2. Description of the Related Art
The most widely used method of detecting a frequency hopping low level signal in an adverse environment is through a microprocessor controlled adaptive filter operating in an adaptive noise cancelling circuit. Such a method is disclosed in "Adaptive Noise Canceling: Principles and Application" by Bernard Widrow et al, Proceedings of the IEEE, Vol. 63, No. 12, Dec. 1975. FIG. 1 illustrates the basic concepts of this reference.

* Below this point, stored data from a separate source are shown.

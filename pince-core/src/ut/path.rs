// Copyright (c) 2025-2026, Tom Ouellette
// Licensed under the Apache License, Version 2.0 (the "License");
// you may not use this file except in compliance with the License.
// A copy of the License has been included in the root of the repository.

use std::collections::HashMap;
use std::path::{Path, PathBuf};

use rayon::prelude::*;

use crate::error::PinceError;

/// Ensures an output directory exists, creating it and its parents if missing
///
/// Existing files inside the directory are overwritten by later writes. A
/// path that exists but is not a directory is an error.
///
/// # Examples
///
/// ```
/// use std::path::Path;
/// use pince_core::ut::path::ensure_directory;
///
/// let base = Path::new("TEST_ENSURE_DIRECTORY/nested");
///
/// assert_eq!(ensure_directory(base).unwrap(), base);
/// assert_eq!(ensure_directory(base).unwrap(), base);
///
/// std::fs::remove_dir_all("TEST_ENSURE_DIRECTORY").unwrap();
/// ```
pub fn ensure_directory<P: AsRef<Path>>(directory: P) -> Result<PathBuf, PinceError> {
    let directory = directory.as_ref();

    if directory.exists() && !directory.is_dir() {
        return Err(PinceError::DirError(format!(
            "Output path exists and is not a directory: {}",
            directory.display()
        )));
    }

    std::fs::create_dir_all(directory).map_err(|err| PinceError::DirError(err.to_string()))?;

    Ok(directory.to_path_buf())
}

/// Collect file paths from a directory with an optional substring filter
///
/// Paths are returned in sorted order.
///
/// # Arguments
///
/// * `directory` - Path to directory containing files
/// * `valid_ext` - Only include files with one of these extensions
/// * `substring` - Only include files whose name contains this substring
///
/// # Examples
///
/// ```no_run
/// use pince_core::ut::path::collect_file_paths;
/// use pince_core::constant::SUPPORTED_MAP_FORMATS;
/// let files = collect_file_paths("predictions/", SUPPORTED_MAP_FORMATS.as_slice(), None);
/// ```
pub fn collect_file_paths<P: AsRef<Path>>(
    directory: P,
    valid_ext: &[&str],
    substring: Option<&str>,
) -> Result<Vec<PathBuf>, PinceError> {
    let directory = directory.as_ref();

    let mut files: Vec<PathBuf> = std::fs::read_dir(directory)
        .map_err(|_| PinceError::DirError(directory.display().to_string()))?
        .filter_map(Result::ok)
        .map(|entry| entry.path())
        .filter(|path| {
            path.is_file()
                && path
                    .extension()
                    .and_then(|ext| ext.to_str())
                    .is_some_and(|ext| valid_ext.contains(&ext.to_lowercase().as_str()))
        })
        .collect();

    if let Some(substring) = substring {
        files.retain(|f| file_name(f).contains(substring));
    }

    files.sort();

    Ok(files)
}

/// Recursively collect files whose name ends with a suffix
///
/// Paths are returned in sorted order so that repeated runs see the same
/// file ordering.
///
/// # Arguments
///
/// * `directory` - Root directory to search
/// * `suffix` - Required ending of the file name (e.g. `cpos.txt`)
pub fn collect_files_recursive<P: AsRef<Path>>(
    directory: P,
    suffix: &str,
) -> Result<Vec<PathBuf>, PinceError> {
    fn visit(directory: &Path, suffix: &str, files: &mut Vec<PathBuf>) -> Result<(), PinceError> {
        let entries = std::fs::read_dir(directory)
            .map_err(|_| PinceError::DirError(directory.display().to_string()))?;

        for entry in entries.filter_map(Result::ok) {
            let path = entry.path();

            if path.is_dir() {
                visit(&path, suffix, files)?;
            } else if file_name(&path).ends_with(suffix) {
                files.push(path);
            }
        }

        Ok(())
    }

    let mut files = Vec::new();
    visit(directory.as_ref(), suffix, &mut files)?;
    files.sort();

    Ok(files)
}

fn file_name(path: &Path) -> String {
    path.file_name()
        .map(|name| name.to_string_lossy().to_string())
        .unwrap_or_default()
}

/// Pair identifiers with files whose stem matches after removing a substring
///
/// Returns the index of each matched identifier with its file. Identifiers
/// without a file are left out.
///
/// # Arguments
///
/// * `ids` - Identifiers to match (e.g. dataset image names)
/// * `files` - Candidate files
/// * `substring` - Optionally remove a substring from file stems before matching
///
/// # Examples
///
/// ```
/// use std::path::PathBuf;
/// use pince_core::ut::path::pair_files_by_stem;
///
/// let ids = vec!["pcd0100".to_string(), "pcd0101".to_string(), "pcd0102".to_string()];
/// let files = vec![
///     PathBuf::from("predictions/pcd0100_pred.npz"),
///     PathBuf::from("predictions/pcd0102_pred.npz"),
/// ];
///
/// let pairs = pair_files_by_stem(&ids, &files, Some("_pred"));
/// assert_eq!(pairs.len(), 2);
/// assert_eq!(pairs[1].0, 2);
///
/// let pairs = pair_files_by_stem(&ids, &files, None);
/// assert!(pairs.is_empty());
/// ```
pub fn pair_files_by_stem(
    ids: &[String],
    files: &[PathBuf],
    substring: Option<&str>,
) -> Vec<(usize, PathBuf)> {
    let substring = substring.unwrap_or_default();

    let file_map: HashMap<String, &PathBuf> = files
        .iter()
        .filter_map(|file| {
            file.file_stem().map(|stem| {
                let name = if substring.is_empty() {
                    stem.to_string_lossy().to_string()
                } else {
                    stem.to_string_lossy().replace(substring, "")
                };
                (name, file)
            })
        })
        .collect();

    ids.par_iter()
        .enumerate()
        .filter_map(|(idx, id)| file_map.get(id).map(|file| (idx, (*file).clone())))
        .collect()
}

#[cfg(test)]
mod test {
    use super::*;

    #[test]
    fn test_ensure_directory_reuses_existing() {
        const OUTPUT: &str = "TEST_ENSURE_DIRECTORY_EXISTING";

        std::fs::create_dir_all(OUTPUT).unwrap();
        std::fs::write(Path::new(OUTPUT).join("grasps.json"), "{}").unwrap();

        assert_eq!(ensure_directory(OUTPUT).unwrap(), Path::new(OUTPUT));
        assert!(Path::new(OUTPUT).join("grasps.json").exists());
        assert!(!Path::new("TEST_ENSURE_DIRECTORY_EXISTING_0").exists());

        std::fs::remove_dir_all(OUTPUT).unwrap();
    }

    #[test]
    fn test_ensure_directory_rejects_file() {
        const OUTPUT: &str = "TEST_ENSURE_DIRECTORY_FILE.txt";

        std::fs::write(OUTPUT, "").unwrap();
        assert!(matches!(
            ensure_directory(OUTPUT),
            Err(PinceError::DirError(_))
        ));

        std::fs::remove_file(OUTPUT).unwrap();
    }

    #[test]
    fn test_collect_files_recursive() {
        let files = collect_files_recursive("../data/tests/cornell", "cpos.txt").unwrap();
        assert_eq!(files.len(), 1);
        assert!(file_name(&files[0]).starts_with("pcd0100"));

        assert!(collect_files_recursive("does_not_exist/", "cpos.txt").is_err());
    }

    #[test]
    fn test_collect_file_paths_extension() {
        let files = collect_file_paths("../data/tests", &["json"], None).unwrap();
        assert!(files.iter().all(|f| f.extension().unwrap() == "json"));
        assert!(!files.is_empty());

        let files = collect_file_paths("../data/tests", &["json"], Some("does_not_match")).unwrap();
        assert!(files.is_empty());
    }

    #[test]
    fn test_pair_files_preserves_order() {
        let ids: Vec<String> = (0..50).map(|i| format!("id_{}", i)).collect();
        let files: Vec<PathBuf> = (0..50)
            .rev()
            .map(|i| PathBuf::from(format!("dir/id_{}.npz", i)))
            .collect();

        let pairs = pair_files_by_stem(&ids, &files, None);
        assert_eq!(pairs.len(), 50);
        assert!(pairs.iter().enumerate().all(|(i, (idx, _))| i == *idx));
    }
}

As shown in FIG. 1, a signal source S along with a noise source n.sub.o are fed into a modified adaptive noise canceler circuit 1. The noise canceler circuit partially consists of an adaptive filter 25, a power combinet 15 and a power splitter 10 which splits the incoming signal to the adaptive filter 25 and power combinet 15. The incoming signal split by power splitter 10 is then inputed to the adaptive filter 25 which rejects the desired low level signal and passes all other interference frequency components to power combiner 15. The power combinet 15 then combines this interference signal with the incoming signal and outputs only the desired low level signal. The microprocessor 20 compares this output with the expected output to decide if the adaptive filter tap weights need adjustment. To make an adjustment, the microprocessor 20 uses an algorithm that calculates new tap values, by an iteration process, and outputs them to the adaptive filter 25. Thus, the adaptive filter taps are constantly being updated for optimum performance in a dynamic environment. This process, however, has two deficiencies: (1) the microprocessor needs prior information regarding the desired high level signal in order to set the proper tap values, and (2) the algorithm method of calculating tap values is relatively slow, especially when a large number of taps are required to achieve the desired bandpass response.
A modification of this circuit described above is disclosed in U.S. Pat. No. 4,965,581 issued to the inventors herein on Oct. 23, 1990 and entitled "Real-Time Rejection Circuit to Automatically Reject Multiple Interfering Hopping Signals While Passing a Lower Level Desired Signal". This patent is incorporated herein by reference. This patent discloses the use of a chirp-Z analyzer capable of detecting frequency components over a wide bandwidth, with high resolution. In addition to the chirp-Z, the invention utilizes an inverse transform device and a gating circuit. These components, however, significantly reduce the invention's performance and efficiency. The inverse transform device reduces the sensitivity and dynamic range of the invention whereas the gate introduces spikes that cause distortion of the desired signal.
The present invention overcomes the problems described above.